Li Rong, Jiang Li, Li Xiu-Juan, Hong Si-Qi, Zhong Min, Hu Yue
Department of Neurology, Children's Hospital of Chongqing Medical University Ministry of Education Key Laboratory of Child Development and Disorders Key Laboratory of Pediatrics in Chongqing Chongqing International Science and Technology Cooperation Center for Child Development and Disorders, Chongqing, China.
Medicine (Baltimore). 2018 Jul;97(27):e11202. doi: 10.1097/MD.0000000000011202.
Autoimmune encephalitis related to many antibodies against neuronal cell surface or synaptic proteins, it is increasingly recognized as the cause of a variety of neuropsychiatric syndromes.
The two pediatric cases were about autoimmune encephalitis with rare complication. One patient was a 11-year-old girl and was diagnosed with Voltage-Gated Potassium Channel complex (VGKC) antibody-mediated encephalitis with rhabdomyolysis; the other was also a 11-year-old girl and was diagnosed with anti- N-methyl-D-aspartate receptor (NMDAR) encephalitis.

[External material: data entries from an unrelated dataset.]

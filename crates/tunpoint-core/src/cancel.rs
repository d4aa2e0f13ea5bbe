//! Per-run cancellation signal

use std::sync::atomic::{AtomicBool, Ordering};
use std::sync::Arc;
use tokio_util::sync::CancellationToken;
use uuid::Uuid;

struct Inner {
    run_id: Uuid,
    token: CancellationToken,
    fired: AtomicBool,
}

/// Single-shot signal scoped to one run.
///
/// Clones share the same signal. [`fire`](Self::fire) takes effect once;
/// later calls are ignored and report `false`. Waiters that subscribe after
/// the signal fired complete immediately.
#[derive(Clone)]
pub struct CancelSignal {
    inner: Arc<Inner>,
}

impl CancelSignal {
    pub fn new() -> Self {
        Self {
            inner: Arc::new(Inner {
                run_id: Uuid::new_v4(),
                token: CancellationToken::new(),
                fired: AtomicBool::new(false),
            }),
        }
    }

    /// Identifier of the run this signal belongs to
    pub fn run_id(&self) -> Uuid {
        self.inner.run_id
    }

    /// Fire the signal. Returns `true` only for the call that fired it.
    pub fn fire(&self) -> bool {
        if self.inner.fired.swap(true, Ordering::AcqRel) {
            return false;
        }
        self.inner.token.cancel();
        true
    }

    pub fn is_fired(&self) -> bool {
        self.inner.fired.load(Ordering::Acquire)
    }

    /// Wait until the signal fires
    pub async fn fired(&self) {
        self.inner.token.cancelled().await
    }

    /// Whether both handles belong to the same run
    pub fn same_run(&self, other: &CancelSignal) -> bool {
        Arc::ptr_eq(&self.inner, &other.inner)
    }
}

impl Default for CancelSignal {
    fn default() -> Self {
        Self::new()
    }
}

impl std::fmt::Debug for CancelSignal {
    fn fmt(&self, f: &mut std::fmt::Formatter<'_>) -> std::fmt::Result {
        f.debug_struct("CancelSignal")
            .field("run_id", &self.inner.run_id)
            .field("fired", &self.is_fired())
            .finish()
    }
}
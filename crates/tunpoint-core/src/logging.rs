//! Diagnostic log setup

use tracing_subscriber::{fmt, layer::SubscriberExt, util::SubscriberInitExt, EnvFilter};

/// Install the process-wide subscriber.
///
/// `RUST_LOG` takes precedence over `level`. Returns `false` when a
/// subscriber was already installed, in which case nothing changes.
pub fn init(level: &str) -> bool {
    let filter = EnvFilter::try_from_default_env()
        .or_else(|_| EnvFilter::try_new(level))
        .unwrap_or_else(|_| EnvFilter::new("info"));

    tracing_subscriber::registry()
        .with(fmt::layer().with_target(true).with_thread_ids(false))
        .with(filter)
        .try_init()
        .is_ok()
}
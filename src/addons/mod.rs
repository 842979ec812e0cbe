//! Per-add-on wiring and the install/detach entry points
//!
//! Install walks a phase tree: a `cni` group for the network plugin, then an
//! `edge-apps` group for the edge workloads, fail-fast in declaration order.
//!
//! Detach deliberately does not mirror that tree. Teardown ordering
//! constraints are looser, so it runs flat over the add-ons in reverse
//! install order, best-effort: per-document failures are collected across
//! add-ons and reported together, and teardown keeps going to maximize
//! cleanup.

pub mod edge_health;
pub mod flannel;
pub mod tunnel;

use std::sync::Arc;

use tracing::info;

use crate::error::Error;
use crate::phases::{Phase, PhaseRunner, RunContext};
use crate::Result;

/// The install phase tree for the current operation
pub fn install_phases() -> Vec<Phase> {
    vec![
        Phase::group(
            "cni",
            "Install network designed for Kubernetes",
            vec![flannel::phase()],
        ),
        Phase::group(
            "edge-apps",
            "Install edge workloads to the cluster",
            vec![tunnel::phase(), edge_health::phase()],
        ),
    ]
}

/// Install all edge add-ons to the cluster.
///
/// Halts on the first failing phase; earlier phases stay applied and the
/// whole operation is safe to re-run.
pub async fn install(ctx: &Arc<RunContext>) -> Result<()> {
    info!("Start install addon apps to your cluster");
    PhaseRunner::new(install_phases())?.run(ctx).await?;
    info!("All edge add-ons deployed");
    Ok(())
}

/// Remove all edge add-ons from the cluster, best-effort.
///
/// Add-ons are torn down in reverse install order. All failures are merged
/// across add-ons into one [`Error::ResourceDeleteFailed`]: per-document
/// deletion failures by identity, and add-ons that could not render their
/// document set (a missing parameter, say) as a single entry. The reported
/// total counts every document walked, succeeded or not.
pub async fn detach(ctx: &RunContext) -> Result<()> {
    info!("Start uninstall addon apps from your cluster");

    let results = [
        edge_health::remove(ctx).await,
        tunnel::remove(ctx).await,
        flannel::remove(ctx).await,
    ];

    let mut failures = Vec::new();
    let mut total = 0;
    for result in results {
        match result {
            Ok(count) => total += count,
            Err(Error::ResourceDeleteFailed {
                total: t,
                failures: f,
                ..
            }) => {
                total += t;
                failures.extend(f);
            }
            // No document set to walk for this add-on; report it with the
            // rest instead of dropping what earlier add-ons collected.
            Err(other) => failures.push(other.to_string()),
        }
    }

    if failures.is_empty() {
        info!("All edge add-ons removed");
        Ok(())
    } else {
        Err(Error::ResourceDeleteFailed {
            failed: failures.len(),
            total,
            failures,
        })
    }
}
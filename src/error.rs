//! Error types for edgekit add-on operations

use thiserror::Error;

/// Main error type for add-on install and detach operations
#[derive(Debug, Error)]
#[non_exhaustive]
pub enum Error {
    /// No manifest template exists for the requested add-on name
    #[error("manifest not found: no override or built-in template named {0:?}")]
    ManifestNotFound(String),

    /// A required configuration value is absent for an add-on
    #[error("missing parameter for add-on {addon}: {flag} must not be empty")]
    MissingParameter {
        /// The add-on whose parameter set could not be built
        addon: String,
        /// The flag identifier of the missing value
        flag: String,
    },

    /// A template references a placeholder with no corresponding parameter
    #[error("unresolved placeholder {placeholder:?} in manifest {manifest}")]
    UnresolvedPlaceholder {
        /// The manifest being rendered
        manifest: String,
        /// The placeholder that had no matching parameter key
        placeholder: String,
    },

    /// Template rendering failed for a reason other than a missing placeholder
    #[error("failed to render manifest {manifest}: {source}")]
    Template {
        /// The manifest being rendered
        manifest: String,
        /// The underlying template engine error
        #[source]
        source: minijinja::Error,
    },

    /// A rendered document is not a usable cluster resource
    #[error("invalid resource document: {0}")]
    InvalidManifest(String),

    /// The cluster API rejected a create or update for a resource
    #[error("failed to apply {kind}/{name}: {source}")]
    ResourceApplyFailed {
        /// Kind of the offending resource
        kind: String,
        /// Name of the offending resource
        name: String,
        /// The underlying client error
        #[source]
        source: kube::Error,
    },

    /// One or more deletions failed during teardown
    #[error("failed to delete {failed} of {total} resources: {details}", details = .failures.join("; "))]
    ResourceDeleteFailed {
        /// Number of documents that could not be deleted
        failed: usize,
        /// Total number of documents in the teardown set
        total: usize,
        /// Per-document failure descriptions (`kind/name: cause`)
        failures: Vec<String>,
    },

    /// Two sibling phases share a name
    #[error("duplicate phase name {0:?} among siblings")]
    DuplicatePhase(String),

    /// Kubernetes API error outside the apply/delete paths
    #[error("kubernetes error: {0}")]
    Kube(#[from] kube::Error),

    /// I/O error reading a manifest override
    #[error("io error: {0}")]
    Io(#[from] std::io::Error),
}

impl Error {
    /// Create a missing-parameter error for the given add-on and flag
    pub fn missing_parameter(addon: impl Into<String>, flag: impl Into<String>) -> Self {
        Self::MissingParameter {
            addon: addon.into(),
            flag: flag.into(),
        }
    }

    /// Create an invalid-manifest error with the given reason
    pub fn invalid_manifest(reason: impl Into<String>) -> Self {
        Self::InvalidManifest(reason.into())
    }
}
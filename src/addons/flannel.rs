//! Flannel CNI add-on

use std::collections::BTreeMap;

use tracing::info;

use crate::config::{AddonConfig, ClusterConfig};
use crate::error::Error;
use crate::manifests::{ManifestRegistry, Resolver, KUBE_FLANNEL};
use crate::phases::{Phase, RunContext};
use crate::template::{ResourceDocument, TemplateEngine};
use crate::{flags, reconcile, Result};

/// Install phase for the flannel add-on
pub fn phase() -> Phase {
    Phase::action(
        "flannel",
        "Install the flannel add-on to the cluster",
        |ctx| Box::pin(async move { install(&ctx).await }),
    )
    .with_long("Install the flannel network plugin designed for Kubernetes.")
    .with_inherit_flags([
        flags::POD_NETWORK_CIDR,
        flags::EDGE_IMAGE_REPOSITORY,
        flags::EDGE_VERSION,
        flags::MANIFEST_DIR,
    ])
}

/// Substitution context for the flannel manifest.
///
/// Requires a non-empty pod network CIDR; everything else the config carries
/// is ignored here.
pub fn build_params(
    cluster: &ClusterConfig,
    config: &AddonConfig,
) -> Result<BTreeMap<String, String>> {
    if cluster.networking.pod_subnet.is_empty() {
        return Err(Error::missing_parameter(
            KUBE_FLANNEL,
            flags::POD_NETWORK_CIDR,
        ));
    }

    let mut params = BTreeMap::new();
    params.insert(
        "pod_network_cidr".to_string(),
        cluster.networking.pod_subnet.clone(),
    );
    params.insert("flannel_image".to_string(), config.image("flannel"));
    Ok(params)
}

fn rendered_documents(ctx: &RunContext) -> Result<Vec<ResourceDocument>> {
    let params = build_params(&ctx.cluster, &ctx.config)?;
    let resolver = Resolver::new(ManifestRegistry::builtin(), ctx.config.manifest_dir.clone());
    let text = resolver.resolve(KUBE_FLANNEL)?;
    TemplateEngine::new().render(KUBE_FLANNEL, &text, &params)
}

/// Render and apply the flannel manifest
pub async fn install(ctx: &RunContext) -> Result<()> {
    let docs = rendered_documents(ctx)?;
    reconcile::apply(ctx.client.as_ref(), &docs).await?;
    info!(addon = KUBE_FLANNEL, "add-on deployed");
    Ok(())
}

/// Render and delete the flannel manifest, best-effort. Returns the number
/// of documents in the teardown set.
pub async fn remove(ctx: &RunContext) -> Result<usize> {
    let docs = rendered_documents(ctx)?;
    reconcile::delete(ctx.client.as_ref(), &docs).await?;
    info!(addon = KUBE_FLANNEL, "add-on removed");
    Ok(docs.len())
}

#[cfg(test)]
mod tests {
    use super::*;
    use crate::client::fake::FakeCluster;
    use crate::client::build_api_resource;
    use std::io::Write;
    use std::sync::Arc;

    fn context_with(cluster: Arc<FakeCluster>, pod_subnet: &str) -> Arc<RunContext> {
        Arc::new(RunContext {
            cluster: ClusterConfig {
                networking: crate::config::NetworkingConfig {
                    pod_subnet: pod_subnet.to_string(),
                    service_subnet: "10.96.0.0/12".to_string(),
                },
            },
            config: AddonConfig {
                image_repository: crate::DEFAULT_IMAGE_REPOSITORY.to_string(),
                version: crate::DEFAULT_VERSION.to_string(),
                virtual_addr: crate::DEFAULT_VIRTUAL_ADDR.to_string(),
                ..Default::default()
            },
            client: cluster,
        })
    }

    #[test]
    fn build_params_requires_pod_subnet() {
        let err = build_params(&ClusterConfig::default(), &AddonConfig::default()).unwrap_err();
        match err {
            Error::MissingParameter { addon, flag } => {
                assert_eq!(addon, KUBE_FLANNEL);
                assert_eq!(flag, flags::POD_NETWORK_CIDR);
            }
            other => panic!("expected MissingParameter, got {other}"),
        }
    }

    #[tokio::test]
    async fn install_renders_subnet_into_default_template() {
        let ctx = context_with(Arc::new(FakeCluster::new()), "10.244.0.0/16");
        install(&ctx).await.unwrap();

        // One create per document in the default template.
        let docs = rendered_documents(&ctx).unwrap();
        assert_eq!(docs.len(), 5);

        let ar = build_api_resource("v1", "ConfigMap");
        let cfg = ctx
            .client
            .get(&ar, Some("kube-system"), "kube-flannel-cfg")
            .await
            .unwrap()
            .unwrap();
        let net_conf = cfg.data["data"]["net-conf.json"].as_str().unwrap();
        assert!(net_conf.contains("10.244.0.0/16"));
        assert!(!net_conf.contains("{{"));
    }

    #[tokio::test]
    async fn missing_subnet_fails_before_any_cluster_call() {
        let cluster = Arc::new(FakeCluster::new());
        let ctx = Arc::new(RunContext {
            cluster: ClusterConfig::default(),
            config: AddonConfig::default(),
            client: cluster.clone(),
        });

        let err = install(&ctx).await.unwrap_err();
        assert!(matches!(err, Error::MissingParameter { .. }));
        assert_eq!(cluster.counts().creates, 0);
    }

    #[tokio::test]
    async fn override_manifest_is_rendered_instead_of_builtin() {
        let dir = tempfile::tempdir().unwrap();
        let path = dir.path().join(format!("{KUBE_FLANNEL}.yaml"));
        let mut file = std::fs::File::create(&path).unwrap();
        write!(
            file,
            "apiVersion: v1\nkind: ConfigMap\nmetadata:\n  name: my-flannel\n  namespace: kube-system\ndata:\n  cidr: {}\n",
            "\"{{ pod_network_cidr }}\""
        )
        .unwrap();

        let mut ctx = context_with(Arc::new(FakeCluster::new()), "10.244.0.0/16");
        Arc::get_mut(&mut ctx).unwrap().config.manifest_dir = Some(dir.path().to_path_buf());

        install(&ctx).await.unwrap();

        let ar = build_api_resource("v1", "ConfigMap");
        assert!(ctx
            .client
            .get(&ar, Some("kube-system"), "my-flannel")
            .await
            .unwrap()
            .is_some());
        // The built-in template's DaemonSet was never applied.
        let ds = build_api_resource("apps/v1", "DaemonSet");
        assert!(ctx
            .client
            .get(&ds, Some("kube-system"), "kube-flannel-ds")
            .await
            .unwrap()
            .is_none());
    }

    #[tokio::test]
    async fn remove_succeeds_when_nothing_installed() {
        let ctx = context_with(Arc::new(FakeCluster::new()), "10.244.0.0/16");
        // Reports the full document set even when every delete was a no-op.
        assert_eq!(remove(&ctx).await.unwrap(), 5);
    }
}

Both patients were diagnosed as autoimmune encephalitis with rare complication.
Intravenous methylprednisolone, oral prednisone and intravenous immunoglobulin was administered to both patients.
One patient was discharged after a half month's hospitalization; the other was finally with intestinal function failure, gradually developed multiple organ failure, and eventually died.
The pathogenic mechanism of autoimmune encephalitis associated with autoimmune disease is not fully understood, but may be related to a common immune pathological mechanism with variance in susceptibility caused by genetic or environmental factors.
自身免疫性脑炎与多种针对神经元细胞表面或突触蛋白的抗体有关,它越来越被认为是多种神经精神综合征的病因。
这两例儿科病例均为患有罕见并发症的自身免疫性脑炎。一名患者是一名11岁女孩,被诊断为电压门控钾通道复合物(VGKC)抗体介导的脑炎并伴有横纹肌溶解;另一名也是11岁女孩,被诊断为抗N-甲基-D-天冬氨酸受体(NMDAR)脑炎。
两名患者均被诊断为患有罕见并发症的自身免疫性脑炎。
两名患者均接受了静脉注射甲泼尼龙、口服泼尼松和静脉注射免疫球蛋白治疗。
一名患者住院半个月后出院;另一名最终出现肠功能衰竭,逐渐发展为多器官功能衰竭,最终死亡。
与自身免疫性疾病相关的自身免疫性脑炎的致病机制尚未完全了解,但可能与一种常见的免疫病理机制有关,遗传或环境因素导致易感性存在差异。